• [Your goal] The lines below should be written out again in full, exactly as they are.

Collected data
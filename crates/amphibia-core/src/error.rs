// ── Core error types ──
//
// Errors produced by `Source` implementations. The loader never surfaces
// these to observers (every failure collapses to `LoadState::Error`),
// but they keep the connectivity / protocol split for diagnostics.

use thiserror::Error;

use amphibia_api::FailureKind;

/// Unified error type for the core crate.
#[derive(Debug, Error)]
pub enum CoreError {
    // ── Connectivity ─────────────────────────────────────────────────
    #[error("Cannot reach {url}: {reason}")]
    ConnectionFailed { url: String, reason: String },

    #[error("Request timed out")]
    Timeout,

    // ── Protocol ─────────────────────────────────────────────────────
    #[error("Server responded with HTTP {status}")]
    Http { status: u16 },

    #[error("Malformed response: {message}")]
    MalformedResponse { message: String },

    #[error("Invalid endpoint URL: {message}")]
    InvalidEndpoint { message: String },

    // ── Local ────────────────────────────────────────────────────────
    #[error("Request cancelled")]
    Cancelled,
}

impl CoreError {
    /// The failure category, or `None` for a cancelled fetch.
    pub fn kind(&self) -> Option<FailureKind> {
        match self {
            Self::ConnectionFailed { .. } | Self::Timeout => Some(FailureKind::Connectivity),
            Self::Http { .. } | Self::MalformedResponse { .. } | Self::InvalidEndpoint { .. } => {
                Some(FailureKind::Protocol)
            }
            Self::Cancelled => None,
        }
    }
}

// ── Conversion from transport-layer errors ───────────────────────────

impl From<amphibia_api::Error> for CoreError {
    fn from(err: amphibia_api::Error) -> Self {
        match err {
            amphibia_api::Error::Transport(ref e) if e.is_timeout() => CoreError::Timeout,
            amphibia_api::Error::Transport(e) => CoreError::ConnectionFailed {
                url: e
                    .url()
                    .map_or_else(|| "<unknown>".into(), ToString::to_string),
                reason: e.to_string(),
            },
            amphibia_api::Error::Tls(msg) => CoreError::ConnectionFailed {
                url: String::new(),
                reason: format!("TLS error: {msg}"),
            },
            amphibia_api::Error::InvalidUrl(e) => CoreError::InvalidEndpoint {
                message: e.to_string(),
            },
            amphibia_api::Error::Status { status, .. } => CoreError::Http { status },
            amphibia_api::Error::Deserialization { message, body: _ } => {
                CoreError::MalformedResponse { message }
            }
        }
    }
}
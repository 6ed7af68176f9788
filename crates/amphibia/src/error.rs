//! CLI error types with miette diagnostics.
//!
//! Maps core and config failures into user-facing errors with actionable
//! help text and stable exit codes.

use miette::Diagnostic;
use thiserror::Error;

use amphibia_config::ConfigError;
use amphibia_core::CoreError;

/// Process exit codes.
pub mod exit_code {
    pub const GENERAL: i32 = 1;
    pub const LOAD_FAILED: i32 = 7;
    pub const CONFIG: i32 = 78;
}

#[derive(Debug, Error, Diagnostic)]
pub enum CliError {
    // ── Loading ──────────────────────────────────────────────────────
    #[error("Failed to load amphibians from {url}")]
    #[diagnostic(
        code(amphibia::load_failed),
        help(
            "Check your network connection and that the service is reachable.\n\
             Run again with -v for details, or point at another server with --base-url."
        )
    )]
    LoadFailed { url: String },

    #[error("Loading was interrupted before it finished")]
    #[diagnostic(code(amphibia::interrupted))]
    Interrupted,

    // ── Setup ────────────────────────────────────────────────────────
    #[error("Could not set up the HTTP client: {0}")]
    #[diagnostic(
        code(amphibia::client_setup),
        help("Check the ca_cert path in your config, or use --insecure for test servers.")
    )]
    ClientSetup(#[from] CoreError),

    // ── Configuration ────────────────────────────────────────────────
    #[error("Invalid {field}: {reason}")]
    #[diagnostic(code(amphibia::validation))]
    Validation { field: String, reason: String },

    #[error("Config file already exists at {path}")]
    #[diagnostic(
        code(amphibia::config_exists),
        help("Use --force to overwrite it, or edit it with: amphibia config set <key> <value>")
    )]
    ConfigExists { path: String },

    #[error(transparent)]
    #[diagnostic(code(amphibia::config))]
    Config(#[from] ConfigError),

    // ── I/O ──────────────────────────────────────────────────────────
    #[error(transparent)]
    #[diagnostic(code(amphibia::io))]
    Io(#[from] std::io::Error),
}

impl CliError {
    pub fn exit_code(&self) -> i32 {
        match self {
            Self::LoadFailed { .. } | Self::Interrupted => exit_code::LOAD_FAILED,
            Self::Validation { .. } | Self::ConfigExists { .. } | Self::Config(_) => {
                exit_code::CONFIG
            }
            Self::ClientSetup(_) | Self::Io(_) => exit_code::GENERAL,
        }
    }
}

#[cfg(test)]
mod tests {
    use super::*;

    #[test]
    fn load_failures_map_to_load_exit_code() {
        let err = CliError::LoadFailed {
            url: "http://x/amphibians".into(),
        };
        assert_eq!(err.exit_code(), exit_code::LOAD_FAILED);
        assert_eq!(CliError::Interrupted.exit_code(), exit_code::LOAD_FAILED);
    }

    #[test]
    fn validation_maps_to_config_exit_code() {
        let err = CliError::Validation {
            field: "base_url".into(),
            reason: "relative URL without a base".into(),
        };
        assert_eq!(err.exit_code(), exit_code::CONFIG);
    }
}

• [Answer to the problem]
filename crates/amphibia-core/src/error.rs
// ── Core error types ──
//
// Errors produced by `Source` implementations. The loader never surfaces
// these to observers (every failure collapses to `LoadState::Error`),
// but they keep the connectivity / protocol split for diagnostics.

use thiserror::Error;

use amphibia_api::FailureKind;

/// Unified error type for the core crate.
#[derive(Debug, Error)]
pub enum CoreError {
    // ── Connectivity ─────────────────────────────────────────────────
    #[error("Cannot reach {url}: {reason}")]
    ConnectionFailed { url: String, reason: String },

    #[error("Request timed out")]
    Timeout,

    // ── Protocol ─────────────────────────────────────────────────────
    #[error("Server responded with HTTP {status}")]
    Http { status: u16 },

    #[error("Malformed response: {message}")]
    MalformedResponse { message: String },

    #[error("Invalid endpoint URL: {message}")]
    InvalidEndpoint { message: String },

    // ── Local ────────────────────────────────────────────────────────
    #[error("Request cancelled")]
    Cancelled,
}

impl CoreError {
    /// The failure category, or `None` for a cancelled fetch.
    pub fn kind(&self) -> Option<FailureKind> {
        match self {
            Self::ConnectionFailed { .. } | Self::Timeout => Some(FailureKind::Connectivity),
            Self::Http { .. } | Self::MalformedResponse { .. } | Self::InvalidEndpoint { .. } => {
                Some(FailureKind::Protocol)
            }
            Self::Cancelled => None,
        }
    }
}

// ── Conversion from transport-layer errors ───────────────────────────

impl From<amphibia_api::Error> for CoreError {
    fn from(err: amphibia_api::Error) -> Self {
        match err {
            amphibia_api::Error::Transport(ref e) if e.is_timeout() => CoreError::Timeout,
            amphibia_api::Error::Transport(e) => CoreError::ConnectionFailed {
                url: e
                    .url()
                    .map_or_else(|| "<unknown>".into(), ToString::to_string),
                reason: e.to_string(),
            },
            amphibia_api::Error::Tls(msg) => CoreError::ConnectionFailed {
                url: String::new(),
                reason: format!("TLS error: {msg}"),
            },
            amphibia_api::Error::InvalidUrl(e) => CoreError::InvalidEndpoint {
                message: e.to_string(),
            },
            amphibia_api::Error::Status { status, .. } => CoreError::Http { status },
            amphibia_api::Error::Deserialization { message, body: _ } => {
                CoreError::MalformedResponse { message }
            }
        }
    }
}
repository 6ed7af68176f9788
filename crates/amphibia/src/error.rs
//! CLI error types with miette diagnostics.
//!
//! Maps core and config failures into user-facing errors with actionable
//! help text and stable exit codes.

use miette::Diagnostic;
use thiserror::Error;

use amphibia_config::ConfigError;
use amphibia_core::CoreError;

/// Process exit codes.
pub mod exit_code {
    pub const GENERAL: i32 = 1;
    pub const LOAD_FAILED: i32 = 7;
    pub const CONFIG: i32 = 78;
}

#[derive(Debug, Error, Diagnostic)]
pub enum CliError {
    // ── Loading ──────────────────────────────────────────────────────
    #[error("Failed to load amphibians from {url}")]
    #[diagnostic(
        code(amphibia::load_failed),
        help(
            "Check your network connection and that the service is reachable.\n\
             Run again with -v for details, or point at another server with --base-url."
        )
    )]
    LoadFailed { url: String },

    #[error("Loading was interrupted before it finished")]
    #[diagnostic(code(amphibia::interrupted))]
    Interrupted,

    // ── Setup ────────────────────────────────────────────────────────
    #[error("Could not set up the HTTP client: {0}")]
    #[diagnostic(
        code(amphibia::client_setup),
        help("Check the ca_cert path in your config, or use --insecure for test servers.")
    )]
    ClientSetup(#[from] CoreError),

    // ── Configuration ────────────────────────────────────────────────
    #[error("Invalid {field}: {reason}")]
    #[diagnostic(code(amphibia::validation))]
    Validation { field: String, reason: String },

    #[error("Config file already exists at {path}")]
    #[diagnostic(
        code(amphibia::config_exists),
        help("Use --force to overwrite it, or edit it with: amphibia config set <key> <value>")
    )]
    ConfigExists { path: String },

    #[error(transparent)]
    #[diagnostic(code(amphibia::config))]
    Config(#[from] ConfigError),

    // ── I/O ──────────────────────────────────────────────────────────
    #[error(transparent)]
    #[diagnostic(code(amphibia::io))]
    Io(#[from] std::io::Error),
}

impl CliError {
    pub fn exit_code(&self) -> i32 {
        match self {
            Self::LoadFailed { .. } | Self::Interrupted => exit_code::LOAD_FAILED,
            Self::Validation { .. } | Self::ConfigExists { .. } | Self::Config(_) => {
                exit_code::CONFIG
            }
            Self::ClientSetup(_) | Self::Io(_) => exit_code::GENERAL,
        }
    }
}

#[cfg(test)]
mod tests {
    use super::*;

    #[test]
    fn load_failures_map_to_load_exit_code() {
        let err = CliError::LoadFailed {
            url: "http://x/amphibians".into(),
        };
        assert_eq!(err.exit_code(), exit_code::LOAD_FAILED);
        assert_eq!(CliError::Interrupted.exit_code(), exit_code::LOAD_FAILED);
    }

    #[test]
    fn validation_maps_to_config_exit_code() {
        let err = CliError::Validation {
            field: "base_url".into(),
            reason: "relative URL without a base".into(),
        };
        assert_eq!(err.exit_code(), exit_code::CONFIG);
    }
}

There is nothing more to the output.